### WORK TASK:
Write out every record below exactly, so that nothing differs from what is shown.

### SOURCE DATA:
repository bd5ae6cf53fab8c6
pub mod domain;
pub mod protocol;
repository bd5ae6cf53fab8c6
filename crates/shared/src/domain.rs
use chrono::{DateTime, Utc};
use serde::{Deserialize, Serialize};

#[derive(Debug, Clone, Copy, PartialEq, Eq, Hash, Serialize, Deserialize)]
pub struct RecordId(pub i64);

/// Liveness of the backend as seen by the single mount-time probe.
#[derive(Debug, Clone, Copy, Default, PartialEq, Eq, Serialize, Deserialize)]
#[serde(rename_all = "snake_case")]
pub enum HealthStatus {
    #[default]
    Unknown,
    Healthy,
    Unhealthy,
}

impl HealthStatus {
    pub fn is_resolved(self) -> bool {
        self != HealthStatus::Unknown
    }
}

#[derive(Debug, Clone, PartialEq, Eq, Serialize, Deserialize)]
pub struct Record {
    pub id: RecordId,
    pub name: String,
    pub email: String,
    #[serde(with = "crate::protocol::timestamp")]
    pub created_at: DateTime<Utc>,
}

### SOLVED PROBLEM:
repository bd5ae6cf53fab8c6
pub mod domain;
pub mod protocol;
repository bd5ae6cf53fab8c6
filename crates/shared/src/domain.rs
use chrono::{DateTime, Utc};
use serde::{Deserialize, Serialize};

#[derive(Debug, Clone, Copy, PartialEq, Eq, Hash, Serialize, Deserialize)]
pub struct RecordId(pub i64);

/// Liveness of the backend as seen by the single mount-time probe.
#[derive(Debug, Clone, Copy, Default, PartialEq, Eq, Serialize, Deserialize)]
#[serde(rename_all = "snake_case")]
pub enum HealthStatus {
    #[default]
    Unknown,
    Healthy,
    Unhealthy,
}

impl HealthStatus {
    pub fn is_resolved(self) -> bool {
        self != HealthStatus::Unknown
    }
}

#[derive(Debug, Clone, PartialEq, Eq, Serialize, Deserialize)]
pub struct Record {
    pub id: RecordId,
    pub name: String,
    pub email: String,
    #[serde(with = "crate::protocol::timestamp")]
    pub created_at: DateTime<Utc>,
}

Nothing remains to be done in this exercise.